Make a word-for-word copy of the entries below from their first line through the line with "Mixins, functions and", and add nothing.

**EXERCISE DATA**
-------

//! Variable preprocessor for Less and Scss sources.
//!
//! Supported subset: same-dialect `@import` inlining, `//` comments, variable
//! declarations (`@name: value;` / `$name: value [!default];`), references,
//! interpolation (`@{name}` / `#{$name}`) and Less escapes (`~"..."`).
//! Theme overrides replace any declared value. Mixins, functions and
//! operations are left in place for the CSS parser to accept or reject.

use std::collections::BTreeMap;
use std::fs;
use std::path::{Path, PathBuf};
use std::sync::LazyLock;

use kiln_config::StyleDialect;
use regex::Regex;
use rustc_hash::{FxHashMap, FxHashSet};

const MAX_DEPTH: usize = 32;

static LESS_IMPORT: LazyLock<Regex> = LazyLock::new(|| {
    Regex::new(r#"@import\s*(?:\([^)]*\)\s*)?(["'])([^"']+)["']\s*;"#).expect("valid regex")
});
static SCSS_IMPORT: LazyLock<Regex> =
    LazyLock::new(|| Regex::new(r#"@import\s+(["'])([^"']+)["']\s*;"#).expect("valid regex"));
static LESS_DECL: LazyLock<Regex> = LazyLock::new(|| {
    Regex::new(r"@([A-Za-z_][\w-]*)\s*:\s*([^;{}]*?)\s*;").expect("valid regex")
});
static SCSS_DECL: LazyLock<Regex> = LazyLock::new(|| {
    Regex::new(r"\$([A-Za-z_][\w-]*)\s*:\s*([^;{}]*?)\s*(!default)?\s*(?:!global)?\s*;")
        .expect("valid regex")
});

/// Preprocessed stylesheet.
#[derive(Debug, Clone, PartialEq, Eq)]
pub struct Preprocessed {
    pub css: String,
    /// Every file inlined through `@import`, in inclusion order
    pub included: Vec<PathBuf>,
}

#[derive(Debug, Clone, PartialEq, Eq, thiserror::Error)]
#[error("{message}")]
pub struct PreprocessError {
    pub message: String,
    /// File the problem was found in
    pub file: PathBuf,
}

struct Context<'a> {
    dialect: StyleDialect,
    root: &'a Path,
    included: Vec<PathBuf>,
    seen: FxHashSet<PathBuf>,
}

/// Compile a Less or Scss source to plain CSS.
///
/// `overrides` keys may carry the `@`/`$` sigil or not.
pub fn preprocess(
    source: &str,
    path: &Path,
    dialect: StyleDialect,
    overrides: &BTreeMap<String, String>,
    root: &Path,
) -> Result<Preprocessed, PreprocessError> {
    if dialect == StyleDialect::Css {
        return Ok(Preprocessed {
            css: source.to_string(),
            included: Vec::new(),
        });
    }

    let mut ctx = Context {
        dialect,
        root,
        included: Vec::new(),
        seen: FxHashSet::default(),
    };
    ctx.seen.insert(path.to_path_buf());
    let inlined = inline_imports(&strip_comments(source), path, &mut ctx, 0)?;

    let (body, declared) = collect_declarations(&inlined, dialect);
    let mut vars: FxHashMap<String, String> = declared;
    for (name, value) in overrides {
        let name = name.trim_start_matches(['@', '$']);
        vars.insert(name.to_string(), value.clone());
    }

    let css = substitute(&body, &vars, dialect, 0).map_err(|message| PreprocessError {
        message,
        file: path.to_path_buf(),
    })?;

    Ok(Preprocessed {
        css,
        included: ctx.included,
    })
}

/// Remove `//` and `/* */` comments outside strings and unquoted `url()`.
/// `/*! ... */` comments are kept.
pub fn strip_comments(src: &str) -> String {
    let chars: Vec<char> = src.chars().collect();
    let mut out = String::with_capacity(src.len());
    let mut i = 0;
    while i < chars.len() {
        let c = chars[i];
        match c {
            '"' | '\'' => {
                let end = string_end(&chars, i);
                out.extend(&chars[i..end]);
                i = end;
            }
            '/' if chars.get(i + 1) == Some(&'/') => {
                while i < chars.len() && chars[i] != '\n' {
                    i += 1;
                }
            }
            '/' if chars.get(i + 1) == Some(&'*') => {
                let keep = chars.get(i + 2) == Some(&'!');
                let start = i;
                i += 2;
                while i < chars.len() && !(chars[i] == '*' && chars.get(i + 1) == Some(&'/')) {
                    i += 1;
                }
                i = (i + 2).min(chars.len());
                if keep {
                    out.extend(&chars[start..i]);
                }
            }
            'u' | 'U' if is_unquoted_url(&chars, i) => {
                while i < chars.len() && chars[i] != ')' {
                    out.push(chars[i]);
                    i += 1;
                }
            }
            _ => {
                out.push(c);
                i += 1;
            }
        }
    }
    out
}

/// Index just past the string starting at `start`.
fn string_end(chars: &[char], start: usize) -> usize {
    let quote = chars[start];
    let mut i = start + 1;
    while i < chars.len() {
        match chars[i] {
            '\\' => i += 2,
            c if c == quote => return i + 1,
            '\n' => return i,
            _ => i += 1,
        }
    }
    chars.len()
}

fn is_unquoted_url(chars: &[char], i: usize) -> bool {
    let word: String = chars.iter().skip(i).take(4).collect();
    if !word.eq_ignore_ascii_case("url(") {
        return false;
    }
    if i > 0 && (chars[i - 1].is_alphanumeric() || chars[i - 1] == '-') {
        return false;
    }
    let next = chars[i + 4..].iter().find(|c| !c.is_whitespace());
    !matches!(next, Some('"' | '\''))
}

fn inline_imports(
    src: &str,
    path: &Path,
    ctx: &mut Context<'_>,
    depth: usize,
) -> Result<String, PreprocessError> {
    if depth > MAX_DEPTH {
        return Err(PreprocessError {
            message: "@import nesting is too deep".to_string(),
            file: path.to_path_buf(),
        });
    }
    let pattern = match ctx.dialect {
        StyleDialect::Scss => &*SCSS_IMPORT,
        _ => &*LESS_IMPORT,
    };

    let mut out = String::with_capacity(src.len());
    let mut last = 0;
    for caps in pattern.captures_iter(src) {
        let (Some(whole), Some(request)) = (caps.get(0), caps.get(2)) else {
            continue;
        };
        let request = request.as_str();
        if is_css_import(request) {
            continue;
        }
        out.push_str(&src[last..whole.start()]);
        last = whole.end();

        let target = resolve_import(request, path, ctx).ok_or_else(|| PreprocessError {
            message: format!("Can't resolve '@import \"{request}\"'"),
            file: path.to_path_buf(),
        })?;
        if !ctx.seen.insert(target.clone()) {
            continue;
        }
        let content = fs::read_to_string(&target).map_err(|e| PreprocessError {
            message: format!("Failed to read {}: {e}", target.display()),
            file: path.to_path_buf(),
        })?;
        ctx.included.push(target.clone());
        let nested = inline_imports(&strip_comments(&content), &target, ctx, depth + 1)?;
        out.push_str(&nested);
        out.push('\n');
    }
    out.push_str(&src[last..]);
    Ok(out)
}

/// Imports the CSS parser keeps (`.css` files and remote sheets).
fn is_css_import(request: &str) -> bool {
    request.ends_with(".css")
        || request.starts_with("http:")
        || request.starts_with("https:")
        || request.starts_with("//")
}

fn resolve_import(request: &str, importer: &Path, ctx: &Context<'_>) -> Option<PathBuf> {
    let base = match request.strip_prefix('~') {
        Some(package) => ctx.root.join("node_modules").join(package),
        None => importer.parent()?.join(request),
    };
    let ext = match ctx.dialect {
        StyleDialect::Scss => "scss",
        _ => "less",
    };

    let mut candidates = vec![base.clone(), base.with_extension(ext)];
    if base.extension().is_some_and(|e| e != ext) {
        candidates.pop();
        candidates.push(PathBuf::from(format!("{}.{ext}", base.display())));
    }
    if ctx.dialect == StyleDialect::Scss {
        if let (Some(dir), Some(name)) = (base.parent(), base.file_name()) {
            let partial = dir.join(format!("_{}", name.to_string_lossy()));
            candidates.push(partial.with_extension(ext));
            candidates.push(partial);
        }
    }
    candidates.into_iter().find(|p| p.is_file())
}

/// Split declarations out of `src`. Returns the remaining body and the
/// declared values (last wins for Less, first `!default` loses for Scss).
fn collect_declarations(src: &str, dialect: StyleDialect) -> (String, FxHashMap<String, String>) {
    let pattern = match dialect {
        StyleDialect::Scss => &*SCSS_DECL,
        _ => &*LESS_DECL,
    };

    let mut vars = FxHashMap::default();
    let mut body = String::with_capacity(src.len());
    let mut last = 0;
    for caps in pattern.captures_iter(src) {
        let (Some(whole), Some(name), Some(value)) = (caps.get(0), caps.get(1), caps.get(2)) else {
            continue;
        };
        if !at_statement_start(&src[..whole.start()]) {
            continue;
        }
        let is_default = caps.get(3).is_some();
        if !(is_default && vars.contains_key(name.as_str())) {
            vars.insert(name.as_str().to_string(), value.as_str().trim().to_string());
        }
        body.push_str(&src[last..whole.start()]);
        last = whole.end();
    }
    body.push_str(&src[last..]);
    (body, vars)
}

fn at_statement_start(before: &str) -> bool {
    matches!(
        before.trim_end().chars().last(),
        None | Some(';' | '{' | '}')
    )
}

fn lookup(
    name: &str,
    vars: &FxHashMap<String, String>,
    dialect: StyleDialect,
    depth: usize,
) -> Result<String, String> {
    let sigil = if dialect == StyleDialect::Scss { '$' } else { '@' };
    if depth > MAX_DEPTH {
        return Err(format!("Recursive variable definition for {sigil}{name}"));
    }
    match vars.get(name) {
        Some(value) => substitute(value, vars, dialect, depth + 1),
        None => Err(format!("Undefined variable {sigil}{name}")),
    }
}

fn ident_end(chars: &[char], start: usize) -> usize {
    let mut i = start;
    while i < chars.len() && (chars[i].is_alphanumeric() || chars[i] == '-' || chars[i] == '_') {
        i += 1;
    }
    i
}

fn unquote(value: &str) -> &str {
    let v = value.trim();
    if v.len() >= 2
        && ((v.starts_with('"') && v.ends_with('"')) || (v.starts_with('\'') && v.ends_with('\'')))
    {
        &v[1..v.len() - 1]
    } else {
        v
    }
}

/// Replace variable references and interpolations in `src`.
fn substitute(
    src: &str,
    vars: &FxHashMap<String, String>,
    dialect: StyleDialect,
    depth: usize,
) -> Result<String, String> {
    let chars: Vec<char> = src.chars().collect();
    let mut out = String::with_capacity(src.len());
    let mut i = 0;
    let mut quote: Option<char> = None;

    while i < chars.len() {
        let c = chars[i];

        // interpolation works inside and outside strings
        if dialect == StyleDialect::Less && c == '@' && chars.get(i + 1) == Some(&'{') {
            if let Some(close) = chars[i..].iter().position(|&ch| ch == '}') {
                let name: String = chars[i + 2..i + close].iter().collect();
                out.push_str(unquote(&lookup(name.trim(), vars, dialect, depth)?));
                i += close + 1;
                continue;
            }
        }
        if dialect == StyleDialect::Scss && c == '#' && chars.get(i + 1) == Some(&'{') {
            if let Some(close) = chars[i..].iter().position(|&ch| ch == '}') {
                let inner: String = chars[i + 2..i + close].iter().collect();
                let inner = inner.trim();
                match inner.strip_prefix('$') {
                    Some(name) => out.push_str(unquote(&lookup(name, vars, dialect, depth)?)),
                    None => out.push_str(unquote(inner)),
                }
                i += close + 1;
                continue;
            }
        }

        if let Some(q) = quote {
            out.push(c);
            if c == '\\' {
                if let Some(next) = chars.get(i + 1) {
                    out.push(*next);
                    i += 1;
                }
            } else if c == q {
                quote = None;
            }
            i += 1;
            continue;
        }

        match c {
            '"' | '\'' => {
                quote = Some(c);
                out.push(c);
                i += 1;
            }
            '~' if dialect == StyleDialect::Less && matches!(chars.get(i + 1), Some('"' | '\'')) => {
                let end = string_end(&chars, i + 1);
                let inner: String = chars[i + 2..end.saturating_sub(1).max(i + 2)].iter().collect();
                out.push_str(&substitute(&inner, vars, dialect, depth)?);
                i = end;
            }
            '@' if dialect == StyleDialect::Less => {
                let end = ident_end(&chars, i + 1);
                let name: String = chars[i + 1..end].iter().collect();
                if name.is_empty() || (!vars.contains_key(&name) && at_statement_start(&out)) {
                    // at-rule such as @media or @font-face
                    out.push(c);
                    i += 1;
                } else {
                    out.push_str(&lookup(&name, vars, dialect, depth)?);
                    i = end;
                }
            }
            '$' if dialect == StyleDialect::Scss => {
                let end = ident_end(&chars, i + 1);
                let name: String = chars[i + 1..end].iter().collect();
                if name.is_empty() {
                    out.push(c);
                    i += 1;
                } else {
                    out.push_str(&lookup(&name, vars, dialect, depth)?);
                    i = end;
                }
            }
            _ => {
                out.push(c);
                i += 1;
            }
        }
    }
    Ok(out)
}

-------

**WRITTEN REPLY**
//! Variable preprocessor for Less and Scss sources.
//!
//! Supported subset: same-dialect `@import` inlining, `//` comments, variable
//! declarations (`@name: value;` / `$name: value [!default];`), references,
//! interpolation (`@{name}` / `#{$name}`) and Less escapes (`~"..."`).
//! Theme overrides replace any declared value. Mixins, functions and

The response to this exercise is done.